Nations around the world are continuing to grasp for ways to better protect their citizens from extreme heat as high temperatures continue to bear down on them. But in the background, the heat wave is exacting a toll in the Arctic that scientists worry could be among its worst-felt impacts.

Last week, Greenland shed a record 18 billion tons of ice from its ice sheet into the Atlantic Ocean in the span of three days. This has raised significant concerns among scientists, who are warning that this will worsen the situation for coastal cities that are most at risk of rising sea levels.

Ted Scambos, a senior research scientist at the University of Colorado's Earth Science and Observation Center and National Snow and Ice Data Center, told USA Today that much of the melting appeared to originate from Greenland's north where warm air began to concentrate into a "high-pressure dome." The combination, Scambos warned, was creating an "unusually extensive melt event."

Greenland’s melting ice sheets are among the biggest contributors to rising sea levels. To put into perspective how severe last week’s melting event was in Greenland, Scambos said it was enough to cover the state of West Virginia in four inches of water per day, for a total of 1 foot.

"This was a widespread event," he told Axios. "Overall, it continues to indicate that Greenland is trending towards more melting than was the case in the 1980s and 1990s."

Greenland has seen significant melting events in the last decade as temperatures continue to climb in the Arctic.

In 2012, 97% of Greenland's surface experienced rapid melting across four days because of higher temperatures. Seven years later, in 2019, NASA reported that Greenland shed about 532 billion tons of ice into the ocean, exceeding the 464 billion tons lost in 2012 and making it the highest on record since 1948.

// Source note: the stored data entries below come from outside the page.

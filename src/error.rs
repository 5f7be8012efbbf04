use thiserror::Error;

/// Errors produced by the eigensolver framework.
///
/// Configuration problems are rejected before any operator application.
/// `Breakdown` is the one runtime fault with no recovery: a vanishing
/// Lanczos normalization denominator signals that an invariant subspace
/// was hit, and it is surfaced rather than divided through.
#[derive(Error, Debug)]
pub enum EigError {
    #[error("invalid eigensolver configuration: {0}")]
    Config(String),

    #[error("requested solver family is not implemented: {0}")]
    Unsupported(String),

    #[error("Lanczos breakdown at step {step}: |beta| = {beta:.6e} signals an invariant subspace")]
    Breakdown { step: usize, beta: f64 },

    #[error("dense symmetric eigensolver failed: {0}")]
    DenseSolve(String),

    #[error("operator exposes no factor application; singular-value mode needs one")]
    FactorUnavailable,

    #[error("correction solver failed: {0}")]
    Correction(String),

    #[error("vector i/o failed: {0}")]
    VecIo(String),

    #[error("shape error: {0}")]
    Shape(#[from] ndarray::ShapeError),
}

impl From<std::io::Error> for EigError {
    fn from(e: std::io::Error) -> Self {
        EigError::VecIo(e.to_string())
    }
}

impl From<serde_json::Error> for EigError {
    fn from(e: serde_json::Error) -> Self {
        EigError::VecIo(e.to_string())
    }
}
//! Vector-set persistence.
//!
//! Vectors are stored as f64 JSON regardless of the working precision, with
//! the dimension in the header so a set saved against one operator cannot be
//! silently replayed against another.

use std::fs::File;
use std::io::{BufReader, BufWriter};
use std::path::Path;

use serde::{Deserialize, Serialize};

use crate::error::EigError;
use crate::EigFloat;

#[derive(Debug, Serialize, Deserialize)]
struct VectorSetFile {
    dim: usize,
    vectors: Vec<Vec<f64>>,
}

/// Save a vector set to `path`, overwriting any existing file.
pub fn save_vectors<T, P>(vectors: &[Vec<T>], path: P) -> Result<(), EigError>
where
    T: EigFloat,
    P: AsRef<Path>,
{
    let set = VectorSetFile {
        dim: vectors.first().map_or(0, Vec::len),
        vectors: vectors
            .iter()
            .map(|v| v.iter().map(|x| x.to_f64().unwrap_or(0.0)).collect())
            .collect(),
    };
    let out = File::create(path.as_ref())?;
    serde_json::to_writer(BufWriter::new(out), &set)?;
    Ok(())
}

/// Load a vector set from `path`, validating every length against the header
/// and the header against `expected_dim`.
pub fn load_vectors<T, P>(path: P, expected_dim: usize) -> Result<Vec<Vec<T>>, EigError>
where
    T: EigFloat,
    P: AsRef<Path>,
{
    let input = File::open(path.as_ref())?;
    let set: VectorSetFile = serde_json::from_reader(BufReader::new(input))?;

    if set.dim != expected_dim {
        return Err(EigError::VecIo(format!(
            "stored dimension {} does not match operator dimension {}",
            set.dim, expected_dim
        )));
    }
    for (i, v) in set.vectors.iter().enumerate() {
        if v.len() != set.dim {
            return Err(EigError::VecIo(format!(
                "vector {} has length {}, header says {}",
                i,
                v.len(),
                set.dim
            )));
        }
    }

    Ok(set
        .vectors
        .into_iter()
        .map(|v| v.into_iter().map(|x| T::from_f64(x).unwrap()).collect())
        .collect())
}

#[cfg(test)]
mod tests {
    use super::*;
    use std::path::PathBuf;

    fn temp_path(name: &str) -> PathBuf {
        std::env::temp_dir().join(format!("krylov-eig-{}-{}", std::process::id(), name))
    }

    #[test]
    fn roundtrip_preserves_values() {
        let path = temp_path("roundtrip.json");
        let vectors = vec![vec![1.0f64, -2.5, 0.125], vec![0.0, 3.0, -4.0]];
        save_vectors(&vectors, &path).unwrap();
        let loaded: Vec<Vec<f64>> = load_vectors(&path, 3).unwrap();
        assert_eq!(loaded, vectors);
        std::fs::remove_file(&path).ok();
    }

    #[test]
    fn dimension_mismatch_is_rejected() {
        let path = temp_path("dim-mismatch.json");
        let vectors = vec![vec![1.0f64, 2.0]];
        save_vectors(&vectors, &path).unwrap();
        assert!(matches!(
            load_vectors::<f64, _>(&path, 3),
            Err(EigError::VecIo(_))
        ));
        std::fs::remove_file(&path).ok();
    }

    #[test]
    fn missing_file_maps_to_vecio() {
        let path = temp_path("does-not-exist.json");
        assert!(matches!(
            load_vectors::<f64, _>(&path, 3),
            Err(EigError::VecIo(_))
        ));
    }
}
//! # Password Hashing
//!
//! Argon2id hashing for stored credentials, using the PHC string format
//! (salt and parameters travel inside the hash string).
//!
//! This intentionally upgrades the legacy scheme this store replaces, which
//! hashed passwords with a single unsalted digest round. A fresh database
//! has no legacy hashes to stay compatible with, so there is no fallback
//! verification path.

use argon2::{
    password_hash::{rand_core::OsRng, PasswordHash, PasswordHasher, PasswordVerifier, SaltString},
    Argon2,
};

use crate::error::{StoreError, StoreResult};

/// Hashes a plaintext password for storage.
///
/// Each call generates a fresh random salt, so hashing the same password
/// twice yields different strings.
pub fn hash_password(password: &str) -> StoreResult<String> {
    let salt = SaltString::generate(&mut OsRng);

    let hash = Argon2::default()
        .hash_password(password.as_bytes(), &salt)
        .map_err(|e| StoreError::PasswordHash(e.to_string()))?;

    Ok(hash.to_string())
}

/// Verifies a plaintext password against a stored PHC hash string.
///
/// Returns `false` for a mismatch or an unparseable hash; neither case is
/// an error from the caller's point of view (it is simply "no match").
pub fn verify_password(password: &str, stored_hash: &str) -> bool {
    let parsed = match PasswordHash::new(stored_hash) {
        Ok(h) => h,
        Err(_) => return false,
    };

    Argon2::default()
        .verify_password(password.as_bytes(), &parsed)
        .is_ok()
}

// =============================================================================
// Unit Tests
// =============================================================================

#[cfg(test)]
mod tests {
    use super::*;

    #[test]
    fn test_hash_and_verify_round_trip() {
        let hash = hash_password("secret").unwrap();
        assert!(verify_password("secret", &hash));
        assert!(!verify_password("wrong", &hash));
    }

    #[test]
    fn test_hashes_are_salted() {
        let a = hash_password("secret").unwrap();
        let b = hash_password("secret").unwrap();
        assert_ne!(a, b);
    }

    #[test]
    fn test_garbage_hash_does_not_verify() {
        assert!(!verify_password("secret", "not-a-phc-string"));
        assert!(!verify_password("secret", ""));
    }
}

Greenland’s melting serves as another stark reminder of the threat posed by unchecked global climate change and its role in the current heat wave.

Last week, a massive heat wave blanketed the U.S., Canada, and much of Europe, sparking forest fires in some areas and contributing to thousands of deaths from heat-related symptoms in others. More recently, China, the world’s most populous country, issued its highest heat alert for 70 cities for temperatures that were expected to reach about 104 degrees Fahrenheit.